September 29, 2023 • 7 minute read •
Write-Audit-Publish in data pipelines
- Name
- Elliot Gunn
- Handle
- @elliot
Data engineering is as much about the methodologies and data pipeline design patterns as it is about the tools and technologies. In this series, you've learned about proven development paradigms in data engineering and how to build more robust and scalable software through factory patterns.
Today, we’ll look at write-audit-publish, a design pattern used in software engineering when moving data. It addresses the particular problem of data integrity by staging, validating, and then committing data to production in large-scale operations.
WAPs have proven integral to improving data quality. We’ll look at how WAP design patterns ensure accuracy, consistency, and trustworthiness throughout data flows. We’ll also explore examples of how write-audit-publish can be used in two real-world scenarios: batch processing and streaming real-time data.
Table of contents
- Software design patterns explained
- What is write-audit-publish?
- The key benefits of write-audit-publish
- The write-audit-publish workflow
- Data orchestration & write-audit-publish
- Write-audit-publish in data pipeline design patterns
- Conclusion
Software design patterns explained
In part seven of our series, we discussed how design patterns are standard solutions to common problems that occur in software design. They represent best practices and are templates that can be used in multiple situations to solve particular problems and improve code readability.
We’ve discussed how data developers use factory patterns for everyday tasks like batch processing or building real-time data streams and ETL pipelines. Similar patterns can be used in moving data, managing data changes, or other computer science steps.

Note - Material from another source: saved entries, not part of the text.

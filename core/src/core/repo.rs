use anyhow::{anyhow, Context};
use serde::{Deserialize, Serialize};
use std::collections::{BTreeMap, BTreeSet};
use std::fmt::{Debug, Formatter};
use std::path::{Path, PathBuf};
use url::Url;

use crate::utils::error::{PdlError, PdlResult};

/// Name of a hosting service, e.g. `gitee` or `github`.
pub type ProviderId = String;

const BUILTIN_CATALOG: &str = include_str!("../../assets/projects.toml");

/// A project and the equivalent clone urls offered by each provider.
#[derive(Debug, Clone, PartialEq, Eq, Serialize, Deserialize)]
#[serde(rename_all = "kebab-case")]
pub struct RepositoryDescriptor {
    pub name: String,
    pub remotes: BTreeMap<ProviderId, String>,
    #[serde(default)]
    pub auth: BTreeSet<ProviderId>,
}

impl RepositoryDescriptor {
    pub fn remote_url(&self, provider: &str) -> Option<&str> {
        self.remotes.get(provider).map(String::as_str)
    }

    pub fn requires_auth(&self, provider: &str) -> bool {
        self.auth.contains(provider)
    }

    pub fn local_path(&self, root: impl AsRef<Path>) -> PathBuf {
        root.as_ref().join(&self.name)
    }
}

/// Ordered list of known projects.
#[derive(Debug, Clone, Default, Deserialize)]
pub struct Catalog {
    #[serde(rename = "project", default)]
    projects: Vec<RepositoryDescriptor>,
}

impl Catalog {
    /// catalog shipped with the binary
    pub fn builtin() -> PdlResult<Self> {
        Self::from_toml(BUILTIN_CATALOG).context(PdlError::CatalogLoadFailed("<builtin>".into()))
    }

    pub fn load(path: impl AsRef<Path>) -> PdlResult<Self> {
        let path = path.as_ref();
        let content = std::fs::read_to_string(path)
            .with_context(|| PdlError::CatalogLoadFailed(path.display().to_string()))?;
        Self::from_toml(&content)
            .with_context(|| PdlError::CatalogLoadFailed(path.display().to_string()))
    }

    pub fn from_toml(content: &str) -> PdlResult<Self> {
        let catalog: Catalog = toml::from_str(content)?;

        let mut names = BTreeSet::new();
        for project in &catalog.projects {
            if project.name.trim().is_empty() {
                return Err(anyhow!("project with empty name"));
            }
            if project.remotes.is_empty() {
                return Err(anyhow!("project {} has no remotes", project.name));
            }
            if !names.insert(project.name.as_str()) {
                return Err(anyhow!("duplicate project {}", project.name));
            }
        }

        Ok(catalog)
    }

    pub fn projects(&self) -> &[RepositoryDescriptor] {
        &self.projects
    }

    pub fn get(&self, name: &str) -> Option<&RepositoryDescriptor> {
        self.projects.iter().find(|p| p.name == name)
    }

    pub fn is_empty(&self) -> bool {
        self.projects.is_empty()
    }

    /// every provider offered by at least one project
    pub fn providers(&self) -> BTreeSet<&str> {
        self.projects
            .iter()
            .flat_map(|p| p.remotes.keys())
            .map(String::as_str)
            .collect()
    }
}

/// Username and password typed by the user.
#[derive(Clone, Default, PartialEq, Eq)]
pub struct Credentials {
    pub username: String,
    pub password: String,
}

impl Credentials {
    pub fn new(username: impl Into<String>, password: impl Into<String>) -> Self {
        Self {
            username: username.into(),
            password: password.into(),
        }
    }

    pub fn is_complete(&self) -> bool {
        !self.username.is_empty() && !self.password.is_empty()
    }
}

impl Debug for Credentials {
    fn fmt(&self, f: &mut Formatter<'_>) -> std::fmt::Result {
        f.debug_struct("Credentials")
            .field("username", &self.username)
            .field("password", &"***")
            .finish()
    }
}

/// Embed percent-encoded credentials into an http(s) clone url.
pub fn authenticated_url(url: &str, credentials: &Credentials) -> PdlResult<String> {
    let mut parsed = Url::parse(url).map_err(|_| PdlError::InvalidUrl(redact_url(url)))?;
    parsed
        .set_username(&credentials.username)
        .and_then(|_| parsed.set_password(Some(&credentials.password)))
        .map_err(|_| PdlError::InvalidUrl(redact_url(url)))?;
    Ok(parsed.to_string())
}

/// Url with any embedded password masked, safe to log.
pub fn redact_url(url: &str) -> String {
    match Url::parse(url) {
        Ok(mut parsed) if parsed.password().is_some() => {
            let _ = parsed.set_password(Some("***"));
            parsed.to_string()
        }
        _ => url.to_string(),
    }
}

/// Mask every occurrence of the password in `text`, raw or percent-encoded.
pub fn scrub_secret(text: &str, credentials: &Credentials) -> String {
    let password = &credentials.password;
    if password.is_empty() {
        return text.to_string();
    }

    let encoded = Url::parse("https://localhost/").ok().and_then(|mut probe| {
        probe.set_password(Some(password)).ok()?;
        probe.password().map(str::to_string)
    });

    let mut text = text.replace(password.as_str(), "***");
    if let Some(encoded) = encoded {
        text = text.replace(&encoded, "***");
    }
    text
}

In this post, we’ll tackle another pattern that’s an example of a structured approach to ensuring data quality and reliability. But how does this process translate into the hands-on, code-driven world of a data engineer?
What is write-audit-publish?
Write-audit-publish is also a type of software design pattern:
At its core, the WAP pattern operates on a principle of commitment: data is first written to a staging area, subjected to rigorous quality checks, and only upon validation is it transitioned to the production environment.
You can think of this design pattern as a gatekeeper, ensuring that only the most reliable and vetted data makes its way to the forefront. This approach not only safeguards data integrity but also fortifies the trust stakeholders place in your data systems.
The key benefits of write-audit-publish patterns
Adopting WAP design patterns in data pipelines yields several substantial benefits:
- Enhanced Data Integrity and Quality:
WAP patterns ensure that the data is of high quality and integrity. The audit phase (described below) scrutinizes the data for accuracy, completeness, and adherence to predetermined standards, rectifying any discrepancies or anomalies, which guarantees that only validated and reliable data sources are published to production.
- Increased Data Security:
The structured approach of WAP provides a security layer by isolating raw and audited data, protecting sensitive and unvalidated information from premature exposure, which is critical in maintaining data compliance and security standards in various industries.
- Improved Reliability:
The segregation of writing, auditing, and publishing phases allows for superior error handling and recovery mechanisms. This distinct separation facilitates the easy identification and amendment of issues at each stage, bolstering the overall reliability and stability of the data pipeline.
- Operational Flexibility and Scalability:
The modular architecture inherent to WAP patterns provides the flexibility to modify, upgrade, or scale individual components independently, allowing the system to adapt to evolving requirements without compromising the entire pipeline’s stability.
Other benefits, as discussed earlier, include
- Optimized Data Flow Management
- Boosted Operational Efficiency
- Enhanced Trust and Compliance
The write-audit-publish workflow
Let’s turn to the WAP workflow.
At the beginning of the process, our schedule triggers a run, or our data pipeline sensor lets the system know a change has occurred in our data source (as raw data in a file or in a data warehouse, or the product of other data pipelines). At this stage, we do not know the quality of the data, so we will consider it untrustworthy. Meanwhile, users access production data via a BI tool.
- Write
In the "Write" phase, data is either ingested from various sources—like a data warehouse, APIs, or streaming platforms—or transformed from existing datasets using tools like Apache Spark or Apache Kafka. This data is then "written" to a designated location, typically known as a staging area or a log. Imagine this as the initial draft of a report, where raw data is collected and preliminary transformations are applied, such as aggregations, filtering, or joining datasets.
- Audit
Once the data lands in the staging area, it's time for a rigorous quality check. In this "Audit" phase, a good software design technique is to employ a series of predefined rules or conditions to ensure the data's integrity. It's similar to a detailed review of a draft, where every line and figure is scrutinized.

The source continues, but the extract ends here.